## TASK GOAL
Search the data below for the string "Repositories" and copy all lines where it shows up.
----
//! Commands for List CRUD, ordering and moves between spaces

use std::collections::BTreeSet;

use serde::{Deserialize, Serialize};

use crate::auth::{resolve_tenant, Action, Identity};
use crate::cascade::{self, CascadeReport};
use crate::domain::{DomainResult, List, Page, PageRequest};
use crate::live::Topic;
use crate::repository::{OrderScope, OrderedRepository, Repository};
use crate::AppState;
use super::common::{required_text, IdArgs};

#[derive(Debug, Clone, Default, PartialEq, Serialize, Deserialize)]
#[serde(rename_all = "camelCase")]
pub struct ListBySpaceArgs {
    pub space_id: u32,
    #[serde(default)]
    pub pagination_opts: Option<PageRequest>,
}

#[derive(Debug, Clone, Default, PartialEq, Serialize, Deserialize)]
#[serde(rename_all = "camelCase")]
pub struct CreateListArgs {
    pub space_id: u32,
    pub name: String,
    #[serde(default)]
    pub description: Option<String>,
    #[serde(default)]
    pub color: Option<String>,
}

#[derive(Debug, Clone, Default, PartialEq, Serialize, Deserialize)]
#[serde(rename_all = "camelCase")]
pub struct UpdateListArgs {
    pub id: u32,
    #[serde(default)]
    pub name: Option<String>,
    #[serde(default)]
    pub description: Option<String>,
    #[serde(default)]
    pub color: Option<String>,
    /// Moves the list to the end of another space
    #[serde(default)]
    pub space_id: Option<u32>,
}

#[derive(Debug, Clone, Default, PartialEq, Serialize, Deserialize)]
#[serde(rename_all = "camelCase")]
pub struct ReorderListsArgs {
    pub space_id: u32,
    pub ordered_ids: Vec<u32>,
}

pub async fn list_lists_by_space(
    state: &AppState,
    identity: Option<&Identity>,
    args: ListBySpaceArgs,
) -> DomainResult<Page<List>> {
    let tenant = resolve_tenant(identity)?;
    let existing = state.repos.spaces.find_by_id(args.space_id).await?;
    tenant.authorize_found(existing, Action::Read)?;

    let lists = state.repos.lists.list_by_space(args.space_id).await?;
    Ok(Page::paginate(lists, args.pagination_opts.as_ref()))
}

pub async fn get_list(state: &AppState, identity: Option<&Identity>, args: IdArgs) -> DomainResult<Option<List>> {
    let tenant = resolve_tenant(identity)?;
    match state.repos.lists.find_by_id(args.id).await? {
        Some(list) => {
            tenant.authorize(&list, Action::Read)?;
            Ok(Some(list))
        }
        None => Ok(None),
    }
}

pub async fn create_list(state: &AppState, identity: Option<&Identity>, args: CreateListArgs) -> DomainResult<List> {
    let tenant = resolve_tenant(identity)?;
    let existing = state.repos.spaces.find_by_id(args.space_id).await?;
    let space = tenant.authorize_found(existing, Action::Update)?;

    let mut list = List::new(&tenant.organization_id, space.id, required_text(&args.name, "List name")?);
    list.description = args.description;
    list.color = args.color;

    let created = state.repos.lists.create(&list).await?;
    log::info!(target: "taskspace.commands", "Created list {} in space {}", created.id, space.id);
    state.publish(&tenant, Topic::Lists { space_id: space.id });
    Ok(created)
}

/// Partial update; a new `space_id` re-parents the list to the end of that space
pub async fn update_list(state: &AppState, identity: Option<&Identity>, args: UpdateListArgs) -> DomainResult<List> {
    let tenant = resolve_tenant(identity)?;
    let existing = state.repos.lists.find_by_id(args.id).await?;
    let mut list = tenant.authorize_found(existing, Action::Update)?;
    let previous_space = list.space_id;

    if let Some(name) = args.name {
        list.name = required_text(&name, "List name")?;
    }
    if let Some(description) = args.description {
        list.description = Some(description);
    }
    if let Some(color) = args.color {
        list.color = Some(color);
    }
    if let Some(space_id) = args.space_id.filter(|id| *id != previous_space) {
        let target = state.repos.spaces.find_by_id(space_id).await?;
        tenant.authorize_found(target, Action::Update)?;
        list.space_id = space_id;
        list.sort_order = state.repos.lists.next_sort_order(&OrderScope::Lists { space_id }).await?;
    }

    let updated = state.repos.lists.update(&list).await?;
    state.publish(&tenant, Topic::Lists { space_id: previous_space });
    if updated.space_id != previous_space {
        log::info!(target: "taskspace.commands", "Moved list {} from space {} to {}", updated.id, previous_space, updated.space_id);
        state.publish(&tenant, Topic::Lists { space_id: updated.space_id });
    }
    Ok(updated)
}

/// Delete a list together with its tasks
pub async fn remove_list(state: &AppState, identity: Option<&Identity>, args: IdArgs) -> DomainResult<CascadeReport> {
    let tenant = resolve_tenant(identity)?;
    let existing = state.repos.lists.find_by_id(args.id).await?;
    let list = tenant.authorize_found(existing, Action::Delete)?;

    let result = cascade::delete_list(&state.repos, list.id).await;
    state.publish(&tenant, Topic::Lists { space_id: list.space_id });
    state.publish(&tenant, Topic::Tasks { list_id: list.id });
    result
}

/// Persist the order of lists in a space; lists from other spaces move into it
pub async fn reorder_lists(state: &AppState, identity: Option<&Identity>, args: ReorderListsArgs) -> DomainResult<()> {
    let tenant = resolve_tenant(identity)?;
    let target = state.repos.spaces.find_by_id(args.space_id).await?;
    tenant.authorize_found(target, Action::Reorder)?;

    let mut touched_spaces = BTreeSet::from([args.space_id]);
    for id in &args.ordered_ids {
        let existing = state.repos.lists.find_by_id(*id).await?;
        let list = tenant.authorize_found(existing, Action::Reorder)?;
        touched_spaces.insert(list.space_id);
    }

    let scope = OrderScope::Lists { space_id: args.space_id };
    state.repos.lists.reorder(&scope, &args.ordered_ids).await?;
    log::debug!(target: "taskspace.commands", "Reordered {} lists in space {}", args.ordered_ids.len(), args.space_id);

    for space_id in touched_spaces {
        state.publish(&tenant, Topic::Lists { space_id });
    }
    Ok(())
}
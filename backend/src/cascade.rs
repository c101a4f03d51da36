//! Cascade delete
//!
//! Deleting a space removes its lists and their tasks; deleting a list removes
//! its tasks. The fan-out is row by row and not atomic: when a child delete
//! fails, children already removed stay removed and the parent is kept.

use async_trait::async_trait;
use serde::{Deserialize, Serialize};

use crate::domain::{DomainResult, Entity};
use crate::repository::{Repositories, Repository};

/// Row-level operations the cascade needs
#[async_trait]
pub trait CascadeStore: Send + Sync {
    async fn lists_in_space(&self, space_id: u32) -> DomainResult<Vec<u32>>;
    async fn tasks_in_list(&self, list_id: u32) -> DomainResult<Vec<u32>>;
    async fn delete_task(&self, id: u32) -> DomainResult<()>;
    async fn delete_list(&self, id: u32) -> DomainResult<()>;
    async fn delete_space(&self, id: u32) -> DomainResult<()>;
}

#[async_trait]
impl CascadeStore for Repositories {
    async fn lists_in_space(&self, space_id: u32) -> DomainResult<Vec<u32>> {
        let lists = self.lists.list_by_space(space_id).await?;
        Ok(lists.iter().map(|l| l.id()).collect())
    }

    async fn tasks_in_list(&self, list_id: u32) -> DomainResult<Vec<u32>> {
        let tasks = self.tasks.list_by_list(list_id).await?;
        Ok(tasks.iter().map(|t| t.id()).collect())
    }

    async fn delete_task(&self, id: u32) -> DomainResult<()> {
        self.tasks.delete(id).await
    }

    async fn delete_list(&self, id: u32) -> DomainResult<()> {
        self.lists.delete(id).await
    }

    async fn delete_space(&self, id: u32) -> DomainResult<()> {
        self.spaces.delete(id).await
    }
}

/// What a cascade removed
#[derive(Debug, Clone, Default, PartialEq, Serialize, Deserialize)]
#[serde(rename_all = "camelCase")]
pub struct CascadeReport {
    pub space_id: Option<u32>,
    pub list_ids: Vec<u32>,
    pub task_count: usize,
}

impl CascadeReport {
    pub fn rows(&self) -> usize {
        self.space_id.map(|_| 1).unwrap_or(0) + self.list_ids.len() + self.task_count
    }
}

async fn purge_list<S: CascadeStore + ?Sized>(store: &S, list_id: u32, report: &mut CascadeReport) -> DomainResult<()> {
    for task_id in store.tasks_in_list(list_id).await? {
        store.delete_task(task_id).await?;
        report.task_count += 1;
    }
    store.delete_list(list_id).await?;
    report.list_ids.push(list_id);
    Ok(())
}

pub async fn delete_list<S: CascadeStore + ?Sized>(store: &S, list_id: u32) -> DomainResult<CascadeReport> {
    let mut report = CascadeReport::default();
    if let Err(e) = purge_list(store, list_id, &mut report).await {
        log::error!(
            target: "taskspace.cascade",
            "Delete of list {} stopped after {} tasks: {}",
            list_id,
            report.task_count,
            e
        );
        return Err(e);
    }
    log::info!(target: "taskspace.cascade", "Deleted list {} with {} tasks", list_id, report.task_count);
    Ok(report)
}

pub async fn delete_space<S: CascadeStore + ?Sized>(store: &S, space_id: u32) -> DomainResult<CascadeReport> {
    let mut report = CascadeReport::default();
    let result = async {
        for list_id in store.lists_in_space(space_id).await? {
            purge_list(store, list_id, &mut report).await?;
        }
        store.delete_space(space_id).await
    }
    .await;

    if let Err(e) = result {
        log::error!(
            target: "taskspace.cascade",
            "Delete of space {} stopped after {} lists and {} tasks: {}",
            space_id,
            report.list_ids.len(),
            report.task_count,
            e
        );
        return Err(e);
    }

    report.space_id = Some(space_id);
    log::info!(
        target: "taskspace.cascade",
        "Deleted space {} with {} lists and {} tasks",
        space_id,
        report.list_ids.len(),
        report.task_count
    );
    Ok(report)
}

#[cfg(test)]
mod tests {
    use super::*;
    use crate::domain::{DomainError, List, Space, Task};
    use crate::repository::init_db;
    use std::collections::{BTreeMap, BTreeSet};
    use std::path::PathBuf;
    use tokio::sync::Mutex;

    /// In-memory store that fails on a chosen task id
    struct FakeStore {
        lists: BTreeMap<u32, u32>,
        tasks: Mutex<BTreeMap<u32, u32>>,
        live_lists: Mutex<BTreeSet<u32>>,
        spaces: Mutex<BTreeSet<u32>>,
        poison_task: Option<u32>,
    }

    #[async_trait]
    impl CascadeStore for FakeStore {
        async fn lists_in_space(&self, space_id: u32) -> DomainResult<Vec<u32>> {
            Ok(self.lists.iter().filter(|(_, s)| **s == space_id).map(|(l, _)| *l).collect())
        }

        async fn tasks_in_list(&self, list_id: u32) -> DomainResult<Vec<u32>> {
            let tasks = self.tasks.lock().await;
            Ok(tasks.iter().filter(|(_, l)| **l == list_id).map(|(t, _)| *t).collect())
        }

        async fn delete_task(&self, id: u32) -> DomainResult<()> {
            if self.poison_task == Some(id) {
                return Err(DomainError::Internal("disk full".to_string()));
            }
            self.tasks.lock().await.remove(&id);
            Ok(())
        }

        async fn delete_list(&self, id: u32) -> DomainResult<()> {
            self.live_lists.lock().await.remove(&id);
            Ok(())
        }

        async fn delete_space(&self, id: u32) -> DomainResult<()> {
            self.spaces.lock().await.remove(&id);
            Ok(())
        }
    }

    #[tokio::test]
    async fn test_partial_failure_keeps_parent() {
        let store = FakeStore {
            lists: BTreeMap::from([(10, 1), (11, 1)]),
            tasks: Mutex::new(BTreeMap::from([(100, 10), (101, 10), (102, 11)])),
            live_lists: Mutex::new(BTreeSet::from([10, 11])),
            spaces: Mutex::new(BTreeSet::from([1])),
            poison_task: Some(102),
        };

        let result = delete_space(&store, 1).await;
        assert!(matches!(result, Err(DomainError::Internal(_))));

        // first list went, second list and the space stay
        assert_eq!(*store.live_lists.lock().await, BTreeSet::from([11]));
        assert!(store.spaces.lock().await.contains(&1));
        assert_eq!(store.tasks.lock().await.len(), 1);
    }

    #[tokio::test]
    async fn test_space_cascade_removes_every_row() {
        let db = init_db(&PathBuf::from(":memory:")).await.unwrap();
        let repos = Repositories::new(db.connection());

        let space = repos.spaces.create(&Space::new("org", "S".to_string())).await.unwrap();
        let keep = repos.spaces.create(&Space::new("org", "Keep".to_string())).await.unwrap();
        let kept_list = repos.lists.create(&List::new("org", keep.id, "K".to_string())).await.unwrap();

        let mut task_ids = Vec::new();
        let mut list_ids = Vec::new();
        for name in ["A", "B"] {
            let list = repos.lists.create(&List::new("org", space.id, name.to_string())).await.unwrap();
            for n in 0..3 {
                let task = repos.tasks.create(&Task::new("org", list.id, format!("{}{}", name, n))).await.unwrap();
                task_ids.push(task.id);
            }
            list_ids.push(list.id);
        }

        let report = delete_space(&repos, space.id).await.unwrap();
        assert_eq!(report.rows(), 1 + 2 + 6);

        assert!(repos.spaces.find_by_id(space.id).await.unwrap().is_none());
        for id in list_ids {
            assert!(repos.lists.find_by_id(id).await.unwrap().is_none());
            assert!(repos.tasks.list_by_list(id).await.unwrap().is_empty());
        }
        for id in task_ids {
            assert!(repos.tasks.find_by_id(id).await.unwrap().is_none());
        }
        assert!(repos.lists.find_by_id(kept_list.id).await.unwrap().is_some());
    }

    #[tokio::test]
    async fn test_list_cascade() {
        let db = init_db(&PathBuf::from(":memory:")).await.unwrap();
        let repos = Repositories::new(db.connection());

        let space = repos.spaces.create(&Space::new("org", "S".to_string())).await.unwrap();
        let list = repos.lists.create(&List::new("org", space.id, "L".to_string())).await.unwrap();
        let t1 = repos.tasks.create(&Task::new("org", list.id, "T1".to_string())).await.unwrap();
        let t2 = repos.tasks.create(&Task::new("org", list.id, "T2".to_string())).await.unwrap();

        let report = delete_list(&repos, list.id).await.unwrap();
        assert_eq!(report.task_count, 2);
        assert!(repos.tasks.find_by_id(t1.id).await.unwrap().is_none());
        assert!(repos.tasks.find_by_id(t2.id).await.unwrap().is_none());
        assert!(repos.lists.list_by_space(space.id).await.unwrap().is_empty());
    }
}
----
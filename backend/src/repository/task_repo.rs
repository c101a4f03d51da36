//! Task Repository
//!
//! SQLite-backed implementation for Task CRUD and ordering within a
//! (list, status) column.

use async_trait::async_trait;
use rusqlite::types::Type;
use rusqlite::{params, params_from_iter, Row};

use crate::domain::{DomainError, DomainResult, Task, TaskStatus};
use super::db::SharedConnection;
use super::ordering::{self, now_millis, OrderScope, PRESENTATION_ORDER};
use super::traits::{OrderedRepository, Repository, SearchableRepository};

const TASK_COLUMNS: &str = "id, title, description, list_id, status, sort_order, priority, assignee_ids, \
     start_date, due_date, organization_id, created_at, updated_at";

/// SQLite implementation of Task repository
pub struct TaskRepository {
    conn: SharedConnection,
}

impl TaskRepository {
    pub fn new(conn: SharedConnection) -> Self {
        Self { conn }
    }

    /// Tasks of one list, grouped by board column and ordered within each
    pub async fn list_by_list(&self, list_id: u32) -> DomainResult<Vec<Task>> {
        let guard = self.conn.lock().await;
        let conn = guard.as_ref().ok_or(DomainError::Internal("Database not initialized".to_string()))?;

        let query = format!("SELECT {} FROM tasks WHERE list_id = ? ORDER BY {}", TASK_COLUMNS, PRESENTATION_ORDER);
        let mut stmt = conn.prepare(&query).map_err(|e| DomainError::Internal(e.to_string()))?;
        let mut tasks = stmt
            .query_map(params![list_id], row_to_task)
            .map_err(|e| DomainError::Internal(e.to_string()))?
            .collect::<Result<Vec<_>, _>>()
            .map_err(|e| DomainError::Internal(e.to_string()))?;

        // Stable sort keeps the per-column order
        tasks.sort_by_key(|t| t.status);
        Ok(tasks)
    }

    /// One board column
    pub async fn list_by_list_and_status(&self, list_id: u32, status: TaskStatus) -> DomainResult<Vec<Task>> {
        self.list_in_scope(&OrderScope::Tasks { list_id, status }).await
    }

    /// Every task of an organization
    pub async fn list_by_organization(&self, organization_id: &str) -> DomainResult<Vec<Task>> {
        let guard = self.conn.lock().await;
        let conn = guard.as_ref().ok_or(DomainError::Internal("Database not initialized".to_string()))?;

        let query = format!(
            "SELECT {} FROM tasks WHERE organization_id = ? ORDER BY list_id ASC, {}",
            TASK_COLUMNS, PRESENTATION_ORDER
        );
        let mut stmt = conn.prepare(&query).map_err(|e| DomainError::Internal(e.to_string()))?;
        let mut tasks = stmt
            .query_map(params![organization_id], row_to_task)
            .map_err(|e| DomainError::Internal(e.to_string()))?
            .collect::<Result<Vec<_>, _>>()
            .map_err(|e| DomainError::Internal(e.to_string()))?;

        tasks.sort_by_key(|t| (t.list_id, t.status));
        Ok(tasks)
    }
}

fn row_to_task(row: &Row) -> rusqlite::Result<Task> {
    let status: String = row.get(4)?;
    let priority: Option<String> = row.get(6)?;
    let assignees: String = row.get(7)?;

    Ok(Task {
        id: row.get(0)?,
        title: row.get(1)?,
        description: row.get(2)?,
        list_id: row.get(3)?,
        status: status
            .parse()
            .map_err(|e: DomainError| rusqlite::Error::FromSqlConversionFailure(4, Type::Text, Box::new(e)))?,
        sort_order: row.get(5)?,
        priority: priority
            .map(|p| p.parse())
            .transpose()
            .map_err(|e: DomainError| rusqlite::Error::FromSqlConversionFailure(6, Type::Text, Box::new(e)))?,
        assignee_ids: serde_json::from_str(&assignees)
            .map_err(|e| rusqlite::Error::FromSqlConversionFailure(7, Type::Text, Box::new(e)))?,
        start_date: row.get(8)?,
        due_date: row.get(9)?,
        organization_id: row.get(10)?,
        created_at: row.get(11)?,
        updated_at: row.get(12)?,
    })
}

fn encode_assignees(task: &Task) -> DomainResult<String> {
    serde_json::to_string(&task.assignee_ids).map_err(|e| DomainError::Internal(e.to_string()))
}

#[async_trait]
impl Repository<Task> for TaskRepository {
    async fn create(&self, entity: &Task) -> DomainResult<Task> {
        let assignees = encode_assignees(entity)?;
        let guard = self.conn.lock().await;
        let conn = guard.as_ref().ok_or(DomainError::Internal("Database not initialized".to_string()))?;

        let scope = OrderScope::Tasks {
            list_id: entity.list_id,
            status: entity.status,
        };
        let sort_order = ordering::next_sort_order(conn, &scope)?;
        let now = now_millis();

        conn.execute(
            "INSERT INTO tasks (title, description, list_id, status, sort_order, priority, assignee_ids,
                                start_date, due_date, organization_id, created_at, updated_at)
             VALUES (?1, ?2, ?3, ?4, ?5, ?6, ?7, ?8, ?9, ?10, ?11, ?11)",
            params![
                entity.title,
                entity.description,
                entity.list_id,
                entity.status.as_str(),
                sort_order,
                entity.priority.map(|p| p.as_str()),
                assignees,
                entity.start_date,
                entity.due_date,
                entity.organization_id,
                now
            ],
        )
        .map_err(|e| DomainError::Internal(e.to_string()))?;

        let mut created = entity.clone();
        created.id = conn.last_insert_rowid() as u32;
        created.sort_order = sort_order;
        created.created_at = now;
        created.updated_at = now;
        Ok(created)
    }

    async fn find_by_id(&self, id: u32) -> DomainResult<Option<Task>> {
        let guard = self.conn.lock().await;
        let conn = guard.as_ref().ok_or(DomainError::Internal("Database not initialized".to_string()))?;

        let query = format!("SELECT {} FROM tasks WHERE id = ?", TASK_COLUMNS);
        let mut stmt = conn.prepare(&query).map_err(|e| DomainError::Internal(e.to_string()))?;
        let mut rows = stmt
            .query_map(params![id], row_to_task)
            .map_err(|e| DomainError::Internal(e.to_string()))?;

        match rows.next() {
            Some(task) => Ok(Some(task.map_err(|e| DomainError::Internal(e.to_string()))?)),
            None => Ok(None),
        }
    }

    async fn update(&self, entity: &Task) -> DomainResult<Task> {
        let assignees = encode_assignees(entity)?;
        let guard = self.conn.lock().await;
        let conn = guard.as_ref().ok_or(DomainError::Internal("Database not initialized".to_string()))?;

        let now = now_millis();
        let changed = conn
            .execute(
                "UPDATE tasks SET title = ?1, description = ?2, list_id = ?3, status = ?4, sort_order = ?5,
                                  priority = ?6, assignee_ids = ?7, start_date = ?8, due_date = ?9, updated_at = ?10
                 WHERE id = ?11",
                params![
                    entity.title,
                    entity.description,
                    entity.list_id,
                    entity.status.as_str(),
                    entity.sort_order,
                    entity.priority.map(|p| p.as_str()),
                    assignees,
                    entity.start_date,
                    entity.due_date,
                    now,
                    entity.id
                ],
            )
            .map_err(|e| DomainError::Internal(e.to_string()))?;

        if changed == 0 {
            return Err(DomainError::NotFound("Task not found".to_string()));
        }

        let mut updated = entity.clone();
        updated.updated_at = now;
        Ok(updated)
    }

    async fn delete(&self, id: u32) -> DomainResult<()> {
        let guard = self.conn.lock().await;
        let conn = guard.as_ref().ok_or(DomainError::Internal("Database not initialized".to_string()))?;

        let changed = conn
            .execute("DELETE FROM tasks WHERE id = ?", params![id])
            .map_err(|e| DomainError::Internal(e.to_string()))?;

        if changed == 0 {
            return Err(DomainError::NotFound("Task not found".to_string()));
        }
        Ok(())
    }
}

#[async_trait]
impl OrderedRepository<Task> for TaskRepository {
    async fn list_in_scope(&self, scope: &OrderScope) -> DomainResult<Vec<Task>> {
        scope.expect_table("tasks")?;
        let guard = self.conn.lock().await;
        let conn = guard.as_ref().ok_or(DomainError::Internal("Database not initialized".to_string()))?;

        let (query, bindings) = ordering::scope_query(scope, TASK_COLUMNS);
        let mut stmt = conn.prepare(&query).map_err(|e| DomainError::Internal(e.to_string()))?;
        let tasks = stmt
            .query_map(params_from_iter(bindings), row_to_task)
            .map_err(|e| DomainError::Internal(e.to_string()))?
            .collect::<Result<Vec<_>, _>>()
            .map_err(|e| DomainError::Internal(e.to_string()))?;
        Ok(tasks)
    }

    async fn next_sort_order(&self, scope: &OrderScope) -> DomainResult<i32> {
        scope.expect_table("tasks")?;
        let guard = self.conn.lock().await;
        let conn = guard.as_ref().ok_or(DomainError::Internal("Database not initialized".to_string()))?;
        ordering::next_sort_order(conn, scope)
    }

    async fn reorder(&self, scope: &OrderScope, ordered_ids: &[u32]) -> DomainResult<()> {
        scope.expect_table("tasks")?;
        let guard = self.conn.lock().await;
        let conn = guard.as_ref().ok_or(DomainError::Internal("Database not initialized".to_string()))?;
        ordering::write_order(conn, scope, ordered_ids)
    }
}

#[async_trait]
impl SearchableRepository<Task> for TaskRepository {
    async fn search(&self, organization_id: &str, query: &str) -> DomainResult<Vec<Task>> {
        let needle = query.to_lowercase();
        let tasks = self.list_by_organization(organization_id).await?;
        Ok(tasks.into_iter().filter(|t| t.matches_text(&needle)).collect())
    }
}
----
## ANSWER TO THIS EXERCISE
use crate::repository::{Repositories, Repository};
impl CascadeStore for Repositories {
        let repos = Repositories::new(db.connection());
        let repos = Repositories::new(db.connection());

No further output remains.